If you’re a fintech provider selling to financial intuitions, read on. Fintech is booming. The financial technology sector is currently experiencing high growth and investment paired with fresh ideas and innovations. Startups often promise to revolutionize the way that banking operates, but despite the amount of thought that goes into making innovative financial technology, many traditional startups fail for the exact same old reasons. Here are three problems that regularly bring down fintech startups.
Mistake #1: “We have absolute faith in our concept.”

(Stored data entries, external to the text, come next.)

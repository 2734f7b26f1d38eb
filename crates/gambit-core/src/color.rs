//! Side colors.

use std::fmt;
use std::ops::Not;

use serde::{Deserialize, Serialize};

/// A side: White or Black.
///
/// White starts on rows 6-7 and advances toward row 0; Black starts on
/// rows 0-1 and advances toward row 7.
#[derive(Debug, Clone, Copy, PartialEq, Eq, Hash, Serialize, Deserialize)]
#[serde(rename_all = "lowercase")]
pub enum Color {
    White,
    Black,
}

impl Color {
    /// Both colors, White first.
    pub const ALL: [Color; 2] = [Color::White, Color::Black];

    /// Return the opposite color.
    #[inline]
    pub const fn flip(self) -> Color {
        match self {
            Color::White => Color::Black,
            Color::Black => Color::White,
        }
    }

    /// Row delta of a single pawn step for this side.
    #[inline]
    pub const fn forward(self) -> i8 {
        match self {
            Color::White => -1,
            Color::Black => 1,
        }
    }

    /// Row holding this side's pawns in the starting position.
    #[inline]
    pub const fn pawn_row(self) -> u8 {
        match self {
            Color::White => 6,
            Color::Black => 1,
        }
    }

    /// Row holding this side's pieces in the starting position.
    #[inline]
    pub const fn back_row(self) -> u8 {
        match self {
            Color::White => 7,
            Color::Black => 0,
        }
    }
}

impl Not for Color {
    type Output = Color;

    #[inline]
    fn not(self) -> Color {
        self.flip()
    }
}

impl fmt::Display for Color {
    fn fmt(&self, f: &mut fmt::Formatter<'_>) -> fmt::Result {
        match self {
            Color::White => write!(f, "white"),
            Color::Black => write!(f, "black"),
        }
    }
}

#[cfg(test)]
mod tests {
    use super::Color;

    #[test]
    fn flip_roundtrip() {
        assert_eq!(Color::White.flip(), Color::Black);
        assert_eq!(Color::Black.flip(), Color::White);
        assert_eq!(!!Color::White, Color::White);
    }

    #[test]
    fn pawns_advance_away_from_home() {
        for color in Color::ALL {
            let home = color.pawn_row() as i8;
            let back = color.back_row() as i8;
            assert_eq!(home - back, color.forward());
        }
    }

    #[test]
    fn display() {
        assert_eq!(format!("{}", Color::White), "white");
        assert_eq!(format!("{}", Color::Black), "black");
    }

    #[test]
    fn all_in_order() {
        assert_eq!(Color::ALL, [Color::White, Color::Black]);
    }
}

Startups often fail to understand the vendor market because they failed to do the proper research. Fintech startups cannot skip the research step and go straight to development. All organizations need to study their market, their competition, potential competition and tangentially related companies. They need to go to fintech expos and have personal conversations with bankers to conclude beyond a reasonable doubt there is a gap in the market for their product.
It is surprising how many traditional startups genuinely think their product is going to change the financial landscape only to learn financial institutions aren’t interested; their product creates a solution to a nonexistent problem; or has even already been created by another vendor or bank’s IT department. Diligence in initial research is paramount; this not only includes vendors, but potential clients.

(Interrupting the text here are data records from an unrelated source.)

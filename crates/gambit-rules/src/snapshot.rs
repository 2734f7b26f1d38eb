//! Serializable position snapshots for save/load collaborators.
//!
//! A snapshot lists the live pieces and the side to move. Restoring replays
//! the records into a fresh [`GameState`]; piece ids are reassigned in record
//! order and the move history starts empty.

use serde::{Deserialize, Serialize};
use tracing::debug;

use gambit_core::{Board, Color, PieceKind, PieceSet, Square};

use crate::check;
use crate::error::SnapshotError;
use crate::game::GameState;

/// One live piece as persisted.
#[derive(Debug, Clone, Copy, PartialEq, Eq, Serialize, Deserialize)]
pub struct PieceRecord {
    pub kind: PieceKind,
    pub color: Color,
    pub row: i8,
    pub col: i8,
}

/// A persisted position: live pieces plus the side to move.
#[derive(Debug, Clone, PartialEq, Eq, Serialize, Deserialize)]
pub struct Snapshot {
    pub side_to_move: Color,
    pub pieces: Vec<PieceRecord>,
}

impl GameState {
    /// Capture the live pieces (in table order) and the side to move.
    pub fn snapshot(&self) -> Snapshot {
        let pieces = self
            .pieces()
            .iter_live()
            .filter_map(|p| {
                let sq = p.square()?;
                Some(PieceRecord {
                    kind: p.kind(),
                    color: p.color(),
                    row: sq.row() as i8,
                    col: sq.col() as i8,
                })
            })
            .collect();
        Snapshot {
            side_to_move: self.current_player(),
            pieces,
        }
    }

    /// Rebuild a game from a snapshot.
    ///
    /// # Errors
    ///
    /// Fails if a record is off the board, two records share a square, a
    /// side does not have exactly one king, or the side not to move is in
    /// check.
    pub fn from_snapshot(snapshot: &Snapshot) -> Result<GameState, SnapshotError> {
        let mut board = Board::empty();
        let mut pieces = PieceSet::new();

        for record in &snapshot.pieces {
            let square = Square::checked(record.row, record.col).ok_or(SnapshotError::OutOfBounds {
                row: record.row,
                col: record.col,
            })?;
            if board.is_occupied(square) {
                return Err(SnapshotError::SquareTaken { square });
            }
            let id = pieces.spawn(record.kind, record.color, square);
            board.place(square, id);
        }
        board.validate(&pieces)?;

        let state = GameState::from_parts(board, pieces, snapshot.side_to_move);
        let waiting = snapshot.side_to_move.flip();
        if check::is_in_check(&state, waiting) {
            return Err(SnapshotError::OpponentInCheck { color: waiting });
        }

        debug!(
            pieces = snapshot.pieces.len(),
            side_to_move = %snapshot.side_to_move,
            status = %state.status(),
            "restored snapshot"
        );
        Ok(state)
    }
}

#[cfg(test)]
mod tests {
    use super::*;
    use gambit_core::BoardError;

    fn record(kind: PieceKind, color: Color, row: i8, col: i8) -> PieceRecord {
        PieceRecord { kind, color, row, col }
    }

    fn kings() -> Vec<PieceRecord> {
        vec![
            record(PieceKind::King, Color::White, 7, 4),
            record(PieceKind::King, Color::Black, 0, 4),
        ]
    }

    #[test]
    fn start_position_snapshot_lists_all_pieces() {
        let snap = GameState::new().snapshot();
        assert_eq!(snap.pieces.len(), 32);
        assert_eq!(snap.side_to_move, Color::White);
    }

    #[test]
    fn snapshot_skips_captured_pieces() {
        let mut state = GameState::new();
        let e_pawn = state.piece_at(Square::new(6, 4).unwrap()).unwrap().id();
        let d_pawn = state.piece_at(Square::new(1, 3).unwrap()).unwrap().id();
        state.apply_move(e_pawn, Square::new(4, 4).unwrap()).unwrap();
        state.apply_move(d_pawn, Square::new(3, 3).unwrap()).unwrap();
        state.apply_move(e_pawn, Square::new(3, 3).unwrap()).unwrap();

        let snap = state.snapshot();
        assert_eq!(snap.pieces.len(), 31);
        assert_eq!(snap.side_to_move, Color::Black);
    }

    #[test]
    fn restore_matches_grid_and_turn() {
        let mut state = GameState::new();
        let knight = state.piece_at(Square::new(7, 6).unwrap()).unwrap().id();
        state.apply_move(knight, Square::new(5, 5).unwrap()).unwrap();

        let restored = GameState::from_snapshot(&state.snapshot()).unwrap();
        assert_eq!(restored.grid(), state.grid());
        assert_eq!(restored.current_player(), state.current_player());
        assert!(restored.history().is_empty());
    }

    #[test]
    fn off_board_record_rejected() {
        let mut pieces = kings();
        pieces.push(record(PieceKind::Rook, Color::White, 8, 0));
        let err = GameState::from_snapshot(&Snapshot { side_to_move: Color::White, pieces }).unwrap_err();
        assert_eq!(err, SnapshotError::OutOfBounds { row: 8, col: 0 });
    }

    #[test]
    fn duplicate_square_rejected() {
        let mut pieces = kings();
        pieces.push(record(PieceKind::Rook, Color::White, 7, 4));
        let err = GameState::from_snapshot(&Snapshot { side_to_move: Color::White, pieces }).unwrap_err();
        assert_eq!(err, SnapshotError::SquareTaken { square: Square::new(7, 4).unwrap() });
    }

    #[test]
    fn missing_king_rejected() {
        let pieces = vec![record(PieceKind::King, Color::White, 7, 4)];
        let err = GameState::from_snapshot(&Snapshot { side_to_move: Color::White, pieces }).unwrap_err();
        assert_eq!(
            err,
            SnapshotError::Board(BoardError::InvalidKingCount { color: Color::Black, count: 0 })
        );
    }

    #[test]
    fn side_not_to_move_in_check_rejected() {
        let mut pieces = kings();
        pieces.push(record(PieceKind::Rook, Color::White, 3, 4));
        let err = GameState::from_snapshot(&Snapshot { side_to_move: Color::White, pieces }).unwrap_err();
        assert_eq!(err, SnapshotError::OpponentInCheck { color: Color::Black });
    }
}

In a way, fintech startups and financial institutions operate with fundamentally different outlooks. Startups are comprised of individuals risking it all on their new product, while financial institutions are made up of people who manage risk for a living. This gap leads to another prevalent disconnect between startups and potential clients in the market.
Though a startup might think their innovation and technology are a necessary tool for financial institutions to stay relevant, people cutting the checks at financial institutions don’t share the same vision. Often the only reason they are purchasing the product is pressure from the retail side. Startups need to understand this in order to manage their expectations and prepare their sales strategy.
Mistake #2: “Our solution is so great it will sell itself.”
Fintech startups dream of becoming the next Venmo or Uber, but no matter how great an innovation is, it will not sell itself. Sales and marketing should not be an afterthought. If there are not carefully thought out plans in place or people hired specifically trained in sales and marketing, a financial technology product will not succeed. In the same way that product development requires time and diligence, creating a sales strategy requires planning and skill.
Having an experienced marketing or sales professional is necessary, but startups should rely on more than an individual team member. Many fintech startups suffer setbacks after their key salesman with 20 years of experience, who promised they had customers in the bag, quits shortly after joining the startup for a more stable paycheck at an established fintech company. Having a multifaceted, clearly outlined sales strategy is vital to avoiding this problem. A successful sales strategy will have already planned for any obstacle that may arise before it happens.
Fintech development occurs at lightning speed; financial institutions, on the other hand, do not. There is the potential for very long gaps between starting marketing efforts and seeing results. Sometimes even a year may pass between a fintech startup making initial contact and closing a sale. This means a new company that only has enough capital to last them a year without sales may need to reconsider their approach. The long sales cycle is a hard pill to swallow for companies whose product may be considered outdated in six months, but it is a reality that must be planned for.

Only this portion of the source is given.